* Goal of the exercise
Print the records below from the first line through the line containing "Block until a", both included, word for word.

* Information shown
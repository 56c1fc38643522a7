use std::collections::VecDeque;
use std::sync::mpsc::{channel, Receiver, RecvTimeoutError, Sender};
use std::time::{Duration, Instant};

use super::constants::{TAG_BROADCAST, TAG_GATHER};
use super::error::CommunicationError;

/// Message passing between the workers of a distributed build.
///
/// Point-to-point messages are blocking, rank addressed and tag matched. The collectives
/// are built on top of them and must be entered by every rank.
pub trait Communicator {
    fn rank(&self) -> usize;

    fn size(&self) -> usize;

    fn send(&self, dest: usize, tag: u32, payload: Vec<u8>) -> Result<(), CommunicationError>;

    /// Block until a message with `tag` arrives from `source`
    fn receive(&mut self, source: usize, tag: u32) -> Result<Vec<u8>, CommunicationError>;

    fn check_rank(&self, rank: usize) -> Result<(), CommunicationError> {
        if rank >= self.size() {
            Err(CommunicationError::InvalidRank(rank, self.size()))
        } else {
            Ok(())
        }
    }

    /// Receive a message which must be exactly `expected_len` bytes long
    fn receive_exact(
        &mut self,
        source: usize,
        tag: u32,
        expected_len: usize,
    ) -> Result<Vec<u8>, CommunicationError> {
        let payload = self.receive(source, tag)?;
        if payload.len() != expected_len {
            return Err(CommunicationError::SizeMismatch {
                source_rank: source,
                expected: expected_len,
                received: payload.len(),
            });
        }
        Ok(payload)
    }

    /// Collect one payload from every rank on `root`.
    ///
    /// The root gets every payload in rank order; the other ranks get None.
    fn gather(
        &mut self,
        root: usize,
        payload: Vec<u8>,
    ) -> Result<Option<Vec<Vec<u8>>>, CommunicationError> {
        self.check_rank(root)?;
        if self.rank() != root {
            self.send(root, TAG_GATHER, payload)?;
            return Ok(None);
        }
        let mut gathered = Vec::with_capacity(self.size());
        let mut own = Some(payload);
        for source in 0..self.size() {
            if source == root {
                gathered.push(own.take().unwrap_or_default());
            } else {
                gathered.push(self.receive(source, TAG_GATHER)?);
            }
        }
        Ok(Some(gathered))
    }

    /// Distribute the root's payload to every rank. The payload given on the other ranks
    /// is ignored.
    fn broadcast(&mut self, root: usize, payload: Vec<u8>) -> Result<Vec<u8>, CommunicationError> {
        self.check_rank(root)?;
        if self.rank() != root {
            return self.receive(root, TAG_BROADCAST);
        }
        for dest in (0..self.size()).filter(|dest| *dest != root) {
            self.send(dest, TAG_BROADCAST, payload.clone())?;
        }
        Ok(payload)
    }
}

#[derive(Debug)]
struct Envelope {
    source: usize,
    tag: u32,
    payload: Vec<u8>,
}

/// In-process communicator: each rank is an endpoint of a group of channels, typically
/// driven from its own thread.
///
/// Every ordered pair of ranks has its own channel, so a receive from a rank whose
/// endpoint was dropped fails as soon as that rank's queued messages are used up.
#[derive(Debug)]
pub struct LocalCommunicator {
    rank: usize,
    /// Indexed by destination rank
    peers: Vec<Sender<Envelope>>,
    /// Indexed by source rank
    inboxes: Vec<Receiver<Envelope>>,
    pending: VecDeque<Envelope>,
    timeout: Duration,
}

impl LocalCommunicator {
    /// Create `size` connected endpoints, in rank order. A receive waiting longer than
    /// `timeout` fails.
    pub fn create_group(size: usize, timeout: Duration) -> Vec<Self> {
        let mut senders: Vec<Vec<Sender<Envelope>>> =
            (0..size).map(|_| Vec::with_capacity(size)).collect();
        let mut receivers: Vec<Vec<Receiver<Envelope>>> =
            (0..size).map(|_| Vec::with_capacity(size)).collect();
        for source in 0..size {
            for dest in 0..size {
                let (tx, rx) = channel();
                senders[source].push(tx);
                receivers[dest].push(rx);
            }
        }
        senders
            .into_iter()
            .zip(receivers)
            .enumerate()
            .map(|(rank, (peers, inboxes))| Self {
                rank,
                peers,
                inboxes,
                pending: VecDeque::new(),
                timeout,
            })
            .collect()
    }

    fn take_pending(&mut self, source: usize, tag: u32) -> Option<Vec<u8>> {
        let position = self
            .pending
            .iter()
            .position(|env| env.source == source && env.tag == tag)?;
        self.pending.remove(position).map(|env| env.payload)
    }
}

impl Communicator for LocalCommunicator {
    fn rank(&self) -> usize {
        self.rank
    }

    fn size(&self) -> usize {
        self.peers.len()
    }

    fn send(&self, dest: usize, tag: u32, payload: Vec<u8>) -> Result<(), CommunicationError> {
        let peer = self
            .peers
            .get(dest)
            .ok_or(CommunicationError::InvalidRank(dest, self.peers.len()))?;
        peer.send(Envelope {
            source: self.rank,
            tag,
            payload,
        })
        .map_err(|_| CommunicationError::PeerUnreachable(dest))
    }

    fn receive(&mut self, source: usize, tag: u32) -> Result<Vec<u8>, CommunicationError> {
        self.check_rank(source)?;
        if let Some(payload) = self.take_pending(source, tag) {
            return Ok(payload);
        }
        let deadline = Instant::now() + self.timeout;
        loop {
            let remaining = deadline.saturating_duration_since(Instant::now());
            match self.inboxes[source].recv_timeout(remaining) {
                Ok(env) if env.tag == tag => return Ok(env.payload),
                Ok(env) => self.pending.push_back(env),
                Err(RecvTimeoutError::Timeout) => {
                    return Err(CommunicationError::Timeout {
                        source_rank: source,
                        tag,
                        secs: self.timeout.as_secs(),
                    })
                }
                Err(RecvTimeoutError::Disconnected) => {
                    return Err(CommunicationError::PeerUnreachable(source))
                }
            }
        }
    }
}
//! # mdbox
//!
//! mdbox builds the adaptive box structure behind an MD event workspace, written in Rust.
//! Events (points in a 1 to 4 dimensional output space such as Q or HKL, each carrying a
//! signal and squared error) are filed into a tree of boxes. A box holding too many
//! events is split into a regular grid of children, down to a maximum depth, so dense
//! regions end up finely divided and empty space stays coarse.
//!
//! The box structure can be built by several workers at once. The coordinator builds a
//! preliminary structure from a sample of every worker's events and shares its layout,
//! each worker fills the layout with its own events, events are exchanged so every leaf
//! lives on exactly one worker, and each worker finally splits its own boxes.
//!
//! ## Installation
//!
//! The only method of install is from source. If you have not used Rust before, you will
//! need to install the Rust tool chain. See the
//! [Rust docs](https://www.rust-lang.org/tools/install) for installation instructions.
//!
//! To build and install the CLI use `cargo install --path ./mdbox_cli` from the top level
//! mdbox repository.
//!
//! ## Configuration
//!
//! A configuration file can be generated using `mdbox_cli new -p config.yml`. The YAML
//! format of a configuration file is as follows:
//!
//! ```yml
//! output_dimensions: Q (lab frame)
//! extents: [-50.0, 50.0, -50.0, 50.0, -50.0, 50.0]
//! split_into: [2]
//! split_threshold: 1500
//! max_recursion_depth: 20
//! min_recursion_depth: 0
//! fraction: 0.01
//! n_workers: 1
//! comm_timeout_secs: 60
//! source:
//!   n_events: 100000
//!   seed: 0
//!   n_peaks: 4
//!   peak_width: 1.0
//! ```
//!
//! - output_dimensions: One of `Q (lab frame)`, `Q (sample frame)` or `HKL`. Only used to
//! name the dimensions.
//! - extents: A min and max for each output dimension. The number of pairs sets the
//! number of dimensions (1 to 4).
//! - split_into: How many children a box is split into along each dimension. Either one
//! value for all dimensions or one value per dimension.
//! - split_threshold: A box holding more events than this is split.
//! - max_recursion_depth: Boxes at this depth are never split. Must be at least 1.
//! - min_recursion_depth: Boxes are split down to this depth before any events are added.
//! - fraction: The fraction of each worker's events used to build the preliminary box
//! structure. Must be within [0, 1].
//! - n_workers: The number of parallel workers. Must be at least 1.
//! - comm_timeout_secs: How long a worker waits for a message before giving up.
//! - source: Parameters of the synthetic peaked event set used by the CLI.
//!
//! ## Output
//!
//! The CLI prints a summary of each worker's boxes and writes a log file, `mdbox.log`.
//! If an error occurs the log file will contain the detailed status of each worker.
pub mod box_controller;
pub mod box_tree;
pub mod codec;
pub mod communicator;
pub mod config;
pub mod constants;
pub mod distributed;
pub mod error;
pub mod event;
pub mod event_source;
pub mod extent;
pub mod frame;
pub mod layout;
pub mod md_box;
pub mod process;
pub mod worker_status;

* Solution
repository 56c1fc38643522a7
use std::collections::VecDeque;
use std::sync::mpsc::{channel, Receiver, RecvTimeoutError, Sender};
use std::time::{Duration, Instant};

use super::constants::{TAG_BROADCAST, TAG_GATHER};
use super::error::CommunicationError;

/// Message passing between the workers of a distributed build.
///
/// Point-to-point messages are blocking, rank addressed and tag matched. The collectives
/// are built on top of them and must be entered by every rank.
pub trait Communicator {
    fn rank(&self) -> usize;

    fn size(&self) -> usize;

    fn send(&self, dest: usize, tag: u32, payload: Vec<u8>) -> Result<(), CommunicationError>;

    /// Block until a message with `tag` arrives from `source`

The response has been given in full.